(Input data):
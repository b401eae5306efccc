//! Long-running loops and process shutdown plumbing.

/// Periodic notification dispatch and stale-event purge.
pub mod scheduler;
/// Notification consumer that acknowledges delivered events.
pub mod sender;

use tokio::sync::watch;
use tracing::{error, info};

pub use scheduler::{Scheduler, SchedulerError, TickReport};
pub use sender::{Sender, SenderError};

/// Resolves on SIGINT or SIGTERM (ctrl-c only on non-unix targets).
pub async fn shutdown_signal() {
    let interrupt = async {
        if let Err(err) = tokio::signal::ctrl_c().await {
            error!(error = %err, "cannot listen for ctrl-c");
            std::future::pending::<()>().await;
        }
    };

    #[cfg(unix)]
    let terminate = async {
        use tokio::signal::unix::{SignalKind, signal};
        match signal(SignalKind::terminate()) {
            Ok(mut sig) => {
                sig.recv().await;
            }
            Err(err) => {
                error!(error = %err, "cannot listen for SIGTERM");
                std::future::pending::<()>().await;
            }
        }
    };

    #[cfg(not(unix))]
    let terminate = std::future::pending::<()>();

    tokio::select! {
        _ = interrupt => {}
        _ = terminate => {}
    }
    info!("shutdown signal received");
}

/// Spawns a listener for [`shutdown_signal`] and returns a receiver that
/// flips to `true` once it fires.
pub fn shutdown_channel() -> watch::Receiver<bool> {
    let (tx, rx) = watch::channel(false);
    tokio::spawn(async move {
        shutdown_signal().await;
        let _ = tx.send(true);
    });
    rx
}

/// Resolves once `rx` reads `true`. A dropped sender can never request a
/// stop, so in that case this never resolves and the loop keeps running.
pub(crate) async fn stop_requested(rx: &mut watch::Receiver<bool>) {
    if rx.wait_for(|stop| *stop).await.is_err() {
        std::future::pending::<()>().await;
    }
}
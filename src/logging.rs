use tracing_subscriber::{EnvFilter, layer::SubscriberExt, util::SubscriberInitExt};

/// Installs the global fmt subscriber. `RUST_LOG`, when set, wins over `level`.
///
/// Calling it twice is harmless; the second call is ignored.
pub fn init(level: &str) {
    let filter = EnvFilter::try_from_default_env()
        .or_else(|_| EnvFilter::try_new(level))
        .unwrap_or_else(|_| EnvFilter::new("info"));

    let _ = tracing_subscriber::registry()
        .with(filter)
        .with(tracing_subscriber::fmt::layer().with_target(true))
        .try_init();
}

(Activity): Restate the entire listing verbatim.

(Output of the task):
repository b401eae5306efccc
//! Long-running loops and process shutdown plumbing.

/// Periodic notification dispatch and stale-event purge.
pub mod scheduler;
/// Notification consumer that acknowledges delivered events.
pub mod sender;

use tokio::sync::watch;
use tracing::{error, info};

pub use scheduler::{Scheduler, SchedulerError, TickReport};
pub use sender::{Sender, SenderError};

/// Resolves on SIGINT or SIGTERM (ctrl-c only on non-unix targets).
pub async fn shutdown_signal() {
    let interrupt = async {
        if let Err(err) = tokio::signal::ctrl_c().await {
            error!(error = %err, "cannot listen for ctrl-c");
            std::future::pending::<()>().await;
        }
    };

    #[cfg(unix)]
    let terminate = async {
        use tokio::signal::unix::{SignalKind, signal};
        match signal(SignalKind::terminate()) {
            Ok(mut sig) => {
                sig.recv().await;
            }
            Err(err) => {
                error!(error = %err, "cannot listen for SIGTERM");
                std::future::pending::<()>().await;
            }
        }
    };

    #[cfg(not(unix))]
    let terminate = std::future::pending::<()>();

    tokio::select! {
        _ = interrupt => {}
        _ = terminate => {}
    }
    info!("shutdown signal received");
}

/// Spawns a listener for [`shutdown_signal`] and returns a receiver that
/// flips to `true` once it fires.
pub fn shutdown_channel() -> watch::Receiver<bool> {
    let (tx, rx) = watch::channel(false);
    tokio::spawn(async move {
        shutdown_signal().await;
        let _ = tx.send(true);
    });
    rx
}

/// Resolves once `rx` reads `true`. A dropped sender can never request a
/// stop, so in that case this never resolves and the loop keeps running.
pub(crate) async fn stop_requested(rx: &mut watch::Receiver<bool>) {
    if rx.wait_for(|stop| *stop).await.is_err() {
        std::future::pending::<()>().await;
    }
}
filename src/logging.rs
use tracing_subscriber::{EnvFilter, layer::SubscriberExt, util::SubscriberInitExt};

/// Installs the global fmt subscriber. `RUST_LOG`, when set, wins over `level`.
///
/// Calling it twice is harmless; the second call is ignored.
pub fn init(level: &str) {
    let filter = EnvFilter::try_from_default_env()
        .or_else(|_| EnvFilter::try_new(level))
        .unwrap_or_else(|_| EnvFilter::new("info"));

    let _ = tracing_subscriber::registry()
        .with(filter)
        .with(tracing_subscriber::fmt::layer().with_target(true))
        .try_init();
}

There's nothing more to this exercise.